Problem statement
Go to the line containing "assert_eq!(notice.actor, Actor::Other);" in the records below and print it and every following line exactly, on through the line containing "#[derive(Debug, Clone, PartialEq, Eq, Serialize, Deserialize)]", then stop.

[Saved data entries]

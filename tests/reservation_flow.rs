//! End-to-end push → store → binding flow through the public API.

use std::sync::Arc;
use std::sync::atomic::{AtomicUsize, Ordering};

use realty_desk::{
    Actor, CallEnded, CallStarted, ClientDisconnected, EventKind, Listing, ListingActed,
    ListingStore, NoticeKind, PushChannel, PushEvent, RealEstateKind, ViewBinding,
    decode_push_frame,
};

fn store(ids: &[&str]) -> ListingStore {
    ListingStore::with_listings(
        RealEstateKind::Flat,
        ids.iter().map(|id| Listing::new(*id)).collect(),
    )
}

fn call_started(id: &str, user: &str) -> PushEvent {
    PushEvent::CallStarted(CallStarted {
        real_estate_id: id.into(),
        user_id: user.into(),
        avatar_url: String::new(),
        full_name: "X".into(),
    })
}

fn caller(store: &ListingStore, id: &str) -> Option<String> {
    store
        .snapshot()
        .get(id)
        .and_then(|l| l.calling_user.as_ref().map(|c| c.user_id.clone()))
}

fn ids(store: &ListingStore) -> Vec<String> {
    store.snapshot().listings.iter().map(|l| l.id.clone()).collect()
}

#[test]
fn call_ended_clears_reservation() {
    let channel = PushChannel::new();
    let store = store(&["a", "b"]);
    let _binding = ViewBinding::new(&channel, store.clone(), "u1");

    channel.dispatch(&call_started("a", "u2"));
    assert_eq!(caller(&store, "a").as_deref(), Some("u2"));

    channel.dispatch(&PushEvent::CallEnded(CallEnded {
        real_estate_id: "a".into(),
    }));
    assert_eq!(caller(&store, "a"), None);
}

#[test]
fn disconnect_clears_only_that_operators_listing() {
    let channel = PushChannel::new();
    let store = store(&["a", "b", "c"]);
    let _binding = ViewBinding::new(&channel, store.clone(), "u1");
    channel.dispatch(&call_started("a", "u2"));
    channel.dispatch(&call_started("b", "u3"));

    channel.dispatch(&PushEvent::ClientDisconnected(ClientDisconnected {
        user_id: "u2".into(),
    }));

    assert_eq!(caller(&store, "a"), None);
    assert_eq!(caller(&store, "b").as_deref(), Some("u3"));
    assert_eq!(caller(&store, "c"), None);
}

#[test]
fn saved_event_removes_exactly_that_record() {
    let channel = PushChannel::new();
    let store = store(&["a", "b", "c"]);
    let _binding = ViewBinding::new(&channel, store.clone(), "u1");

    channel.dispatch(&PushEvent::RealEstateSaved(ListingActed {
        real_estate_id: "b".into(),
        user_id: "u2".into(),
    }));

    assert_eq!(ids(&store), vec!["a", "c"]);
}

#[test]
fn comment_count_is_exact_under_interleaved_favourite_toggles() {
    let store = store(&["a"]);
    for i in 0..7 {
        store.increment_comment_count("a");
        store.set_favourite("a", i % 2 == 0);
    }
    let page = store.snapshot();
    let a = page.get("a").expect("a present");
    assert_eq!(a.counts.comments, 7);
    assert!(a.is_favourite);
}

#[test]
fn call_started_reserves_only_the_named_listing() {
    let channel = PushChannel::new();
    let store = store(&["a", "b"]);
    let _binding = ViewBinding::new(&channel, store.clone(), "u1");

    let frame = r#"{"event":"CALL_STARTED","data":{"realEstateId":"a","userId":"u1","fullName":"X","avatarUrl":""}}"#;
    let event = decode_push_frame(frame).expect("well-formed frame");
    channel.dispatch(&event);

    assert_eq!(caller(&store, "a").as_deref(), Some("u1"));
    assert_eq!(caller(&store, "b"), None);
}

#[test]
fn duplicate_by_another_operator_raises_other_notice() {
    let channel = PushChannel::new();
    let store = store(&["a", "b"]);
    let binding = ViewBinding::new(&channel, store.clone(), "u1");

    channel.dispatch(&PushEvent::DuplicateAdded(ListingActed {
        real_estate_id: "a".into(),
        user_id: "u2".into(),
    }));

    assert_eq!(ids(&store), vec!["b"]);
    let notice = binding.banner().expect("notice raised");
    assert_eq!(notice.kind, NoticeKind::Duplicate);
    assert_eq!(notice.actor, Actor::Other);
}

#[test]
fn replacing_a_handler_twice_leaves_one() {
    let channel = PushChannel::new();
    let hits = Arc::new(AtomicUsize::new(0));
    let register = || {
        let hits = Arc::clone(&hits);
        channel.replace(EventKind::CallEnded, move |_| {
            hits.fetch_add(1, Ordering::SeqCst);
        })
    };
    let _first = register();
    let _second = register();

    assert_eq!(channel.handler_count(EventKind::CallEnded), 1);
    channel.dispatch(&PushEvent::CallEnded(CallEnded {
        real_estate_id: "a".into(),
    }));
    assert_eq!(hits.load(Ordering::SeqCst), 1);
}

#[test]
fn two_tables_share_one_channel_without_crosstalk() {
    let channel = PushChannel::new();
    let flats = store(&["a"]);
    let houses = ListingStore::with_listings(RealEstateKind::House, vec![Listing::new("h1")]);
    let _flat_binding = ViewBinding::new(&channel, flats.clone(), "u1");
    let house_binding = ViewBinding::new(&channel, houses.clone(), "u1");

    channel.dispatch(&call_started("h1", "u2"));

    assert_eq!(caller(&houses, "h1").as_deref(), Some("u2"));
    assert_eq!(caller(&flats, "a"), None);

    drop(house_binding);
    assert_eq!(channel.handler_count(EventKind::CallStarted), 1);
}

#[tokio::test]
async fn store_subscribers_see_push_mutations() {
    let channel = PushChannel::new();
    let store = store(&["a", "b"]);
    let _binding = ViewBinding::new(&channel, store.clone(), "u1");
    let mut rx = store.subscribe();

    channel.dispatch(&call_started("b", "u2"));

    rx.changed().await.expect("store alive");
    let page = rx.borrow_and_update().clone();
    assert!(page.get("b").expect("b present").is_reserved());
}
//! Local persisted session: token, operator, per-kind filters, banner flag.
//!
//! Stored as one JSON file. Writes are atomic via a temp-rename pattern so a
//! crash mid-write never leaves a truncated session behind.

use std::collections::BTreeMap;
use std::io;
use std::path::{Path, PathBuf};
use std::sync::{Arc, RwLock};

use serde::{Deserialize, Serialize};

use crate::client::Filter;
use crate::error::SessionError;
use crate::listing::RealEstateKind;

/// The signed-in operator.
#[derive(Debug, Clone, PartialEq, Eq, Serialize, Deserialize)]
pub struct CurrentUser {
    pub user_id: String,
    pub full_name: String,
}

/// Everything persisted between runs.
#[derive(Debug, Clone, Default, PartialEq, Eq, Serialize, Deserialize)]
pub struct SessionState {
    #[serde(default)]
    pub token: Option<String>,
    #[serde(default)]
    pub user: Option<CurrentUser>,
    /// Last-used filter per kind, keyed by [`RealEstateKind::slug`].
    #[serde(default)]
    pub filters: BTreeMap<String, Filter>,
    #[serde(default)]
    pub subscription_banner_dismissed: bool,
}

/// Load a session file.
///
/// Returns `Ok(None)` if the file does not exist or is corrupt. A corrupt
/// session is not a hard error: the operator simply signs in again.
///
/// # Errors
///
/// Returns `io::Error` for I/O failures other than file-not-found.
pub(crate) fn load_state(path: &Path) -> io::Result<Option<SessionState>> {
    match std::fs::read_to_string(path) {
        Ok(content) => match serde_json::from_str(&content) {
            Ok(state) => Ok(Some(state)),
            Err(e) => {
                tracing::warn!(
                    path = %path.display(),
                    error = %e,
                    "corrupt session file, starting signed out"
                );
                Ok(None)
            }
        },
        Err(e) if e.kind() == io::ErrorKind::NotFound => Ok(None),
        Err(e) => Err(e),
    }
}

/// Save a session file atomically, creating parent directories as needed.
///
/// # Errors
///
/// Returns [`SessionError`] if encoding, writing, or renaming fails.
pub(crate) fn save_state(path: &Path, state: &SessionState) -> Result<(), SessionError> {
    if let Some(dir) = path.parent() {
        std::fs::create_dir_all(dir)?;
    }
    let tmp_path = path.with_extension("json.tmp");
    let json = serde_json::to_string_pretty(state)?;
    std::fs::write(&tmp_path, json)?;
    std::fs::rename(&tmp_path, path)?;
    Ok(())
}

/// File-backed session shared by every service of a desk.
///
/// Reads come from memory; every change is written through to disk before
/// the method returns. `Clone` is cheap.
///
/// # Panics
///
/// Methods panic if the inner lock is poisoned.
#[derive(Debug, Clone)]
pub struct SessionStore {
    path: PathBuf,
    state: Arc<RwLock<SessionState>>,
}

impl SessionStore {
    /// Open the session at `path`, starting empty if it is missing or corrupt.
    ///
    /// # Errors
    ///
    /// Returns [`SessionError::Io`] if the file exists but cannot be read.
    pub fn open(path: impl Into<PathBuf>) -> Result<Self, SessionError> {
        let path = path.into();
        let state = load_state(&path)?.unwrap_or_default();
        Ok(Self {
            path,
            state: Arc::new(RwLock::new(state)),
        })
    }

    pub fn path(&self) -> &Path {
        &self.path
    }

    /// A copy of the whole session.
    pub fn state(&self) -> SessionState {
        self.state.read().expect("session lock poisoned").clone()
    }

    pub fn token(&self) -> Option<String> {
        self.state.read().expect("session lock poisoned").token.clone()
    }

    pub fn current_user(&self) -> Option<CurrentUser> {
        self.state.read().expect("session lock poisoned").user.clone()
    }

    /// Store the token and operator after a successful login.
    pub fn sign_in(&self, token: impl Into<String>, user: CurrentUser) -> Result<(), SessionError> {
        let token = token.into();
        self.update(|s| {
            s.token = Some(token);
            s.user = Some(user);
        })
    }

    /// Last filter used for `kind`, if any.
    pub fn filter(&self, kind: RealEstateKind) -> Option<Filter> {
        self.state
            .read()
            .expect("session lock poisoned")
            .filters
            .get(kind.slug())
            .cloned()
    }

    pub fn remember_filter(&self, kind: RealEstateKind, filter: Filter) -> Result<(), SessionError> {
        self.update(|s| {
            s.filters.insert(kind.slug().to_string(), filter);
        })
    }

    pub fn subscription_banner_dismissed(&self) -> bool {
        self.state
            .read()
            .expect("session lock poisoned")
            .subscription_banner_dismissed
    }

    pub fn dismiss_subscription_banner(&self) -> Result<(), SessionError> {
        self.update(|s| s.subscription_banner_dismissed = true)
    }

    /// Forget everything and delete the session file.
    ///
    /// # Errors
    ///
    /// Returns [`SessionError::Io`] if the file exists but cannot be removed.
    pub fn clear(&self) -> Result<(), SessionError> {
        *self.state.write().expect("session lock poisoned") = SessionState::default();
        match std::fs::remove_file(&self.path) {
            Ok(()) => Ok(()),
            Err(e) if e.kind() == io::ErrorKind::NotFound => Ok(()),
            Err(e) => Err(e.into()),
        }
    }

    /// Apply `f` and write the result through to disk while holding the
    /// write lock, so concurrent updates cannot reorder on disk.
    fn update(&self, f: impl FnOnce(&mut SessionState)) -> Result<(), SessionError> {
        let mut state = self.state.write().expect("session lock poisoned");
        f(&mut state);
        save_state(&self.path, &state)
    }
}

#[cfg(test)]
mod tests {
    use super::*;

    fn operator() -> CurrentUser {
        CurrentUser {
            user_id: "u1".into(),
            full_name: "Operator One".into(),
        }
    }

    #[test]
    fn open_missing_file_starts_empty() {
        let dir = tempfile::tempdir().expect("failed to create tmpdir");
        let session = SessionStore::open(dir.path().join("session.json")).expect("open");
        assert_eq!(session.state(), SessionState::default());
        assert!(!session.path().exists());
    }

    #[test]
    fn sign_in_persists_across_reopen() {
        let dir = tempfile::tempdir().expect("failed to create tmpdir");
        let path = dir.path().join("nested").join("session.json");
        let session = SessionStore::open(&path).expect("open");
        session.sign_in("tok-1", operator()).expect("sign in");

        let reopened = SessionStore::open(&path).expect("reopen");
        assert_eq!(reopened.token().as_deref(), Some("tok-1"));
        assert_eq!(reopened.current_user(), Some(operator()));
    }

    #[test]
    fn filters_are_kept_per_kind() {
        let dir = tempfile::tempdir().expect("failed to create tmpdir");
        let path = dir.path().join("session.json");
        let session = SessionStore::open(&path).expect("open");
        let flats = Filter::new().with("rooms", "2");
        session
            .remember_filter(RealEstateKind::Flat, flats.clone())
            .expect("remember");

        let reopened = SessionStore::open(&path).expect("reopen");
        assert_eq!(reopened.filter(RealEstateKind::Flat), Some(flats));
        assert_eq!(reopened.filter(RealEstateKind::Land), None);
    }

    #[test]
    fn banner_flag_round_trips_through_disk() {
        let dir = tempfile::tempdir().expect("failed to create tmpdir");
        let path = dir.path().join("session.json");
        let session = SessionStore::open(&path).expect("open");
        assert!(!session.subscription_banner_dismissed());
        session.dismiss_subscription_banner().expect("dismiss");
        assert!(SessionStore::open(&path).expect("reopen").subscription_banner_dismissed());
    }

    #[test]
    fn clear_removes_file_and_state() {
        let dir = tempfile::tempdir().expect("failed to create tmpdir");
        let path = dir.path().join("session.json");
        let session = SessionStore::open(&path).expect("open");
        session.sign_in("tok", operator()).expect("sign in");
        assert!(path.exists());

        session.clear().expect("clear");

        assert!(!path.exists());
        assert!(session.token().is_none());
        session.clear().expect("clearing twice is fine");
    }

    #[test]
    fn corrupt_file_loads_as_signed_out() {
        let dir = tempfile::tempdir().expect("failed to create tmpdir");
        let path = dir.path().join("session.json");
        std::fs::write(&path, "{ not json").expect("write should succeed");
        let session = SessionStore::open(&path).expect("corrupt file is not an error");
        assert!(session.token().is_none());
    }

    #[test]
    fn save_leaves_no_temp_file() {
        let dir = tempfile::tempdir().expect("failed to create tmpdir");
        let path = dir.path().join("session.json");
        save_state(&path, &SessionState::default()).expect("save");
        assert!(path.exists());
        assert!(!path.with_extension("json.tmp").exists());
        let loaded = load_state(&path).expect("load").expect("exists");
        assert_eq!(loaded, SessionState::default());
    }
}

Answer to the exercise
    assert_eq!(notice.actor, Actor::Other);
}

#[test]
fn replacing_a_handler_twice_leaves_one() {
    let channel = PushChannel::new();
    let hits = Arc::new(AtomicUsize::new(0));
    let register = || {
        let hits = Arc::clone(&hits);
        channel.replace(EventKind::CallEnded, move |_| {
            hits.fetch_add(1, Ordering::SeqCst);
        })
    };
    let _first = register();
    let _second = register();

    assert_eq!(channel.handler_count(EventKind::CallEnded), 1);
    channel.dispatch(&PushEvent::CallEnded(CallEnded {
        real_estate_id: "a".into(),
    }));
    assert_eq!(hits.load(Ordering::SeqCst), 1);
}

#[test]
fn two_tables_share_one_channel_without_crosstalk() {
    let channel = PushChannel::new();
    let flats = store(&["a"]);
    let houses = ListingStore::with_listings(RealEstateKind::House, vec![Listing::new("h1")]);
    let _flat_binding = ViewBinding::new(&channel, flats.clone(), "u1");
    let house_binding = ViewBinding::new(&channel, houses.clone(), "u1");

    channel.dispatch(&call_started("h1", "u2"));

    assert_eq!(caller(&houses, "h1").as_deref(), Some("u2"));
    assert_eq!(caller(&flats, "a"), None);

    drop(house_binding);
    assert_eq!(channel.handler_count(EventKind::CallStarted), 1);
}

#[tokio::test]
async fn store_subscribers_see_push_mutations() {
    let channel = PushChannel::new();
    let store = store(&["a", "b"]);
    let _binding = ViewBinding::new(&channel, store.clone(), "u1");
    let mut rx = store.subscribe();

    channel.dispatch(&call_started("b", "u2"));

    rx.changed().await.expect("store alive");
    let page = rx.borrow_and_update().clone();
    assert!(page.get("b").expect("b present").is_reserved());
}
//! Local persisted session: token, operator, per-kind filters, banner flag.
//!
//! Stored as one JSON file. Writes are atomic via a temp-rename pattern so a
//! crash mid-write never leaves a truncated session behind.

use std::collections::BTreeMap;
use std::io;
use std::path::{Path, PathBuf};
use std::sync::{Arc, RwLock};

use serde::{Deserialize, Serialize};

use crate::client::Filter;
use crate::error::SessionError;
use crate::listing::RealEstateKind;

/// The signed-in operator.
#[derive(Debug, Clone, PartialEq, Eq, Serialize, Deserialize)]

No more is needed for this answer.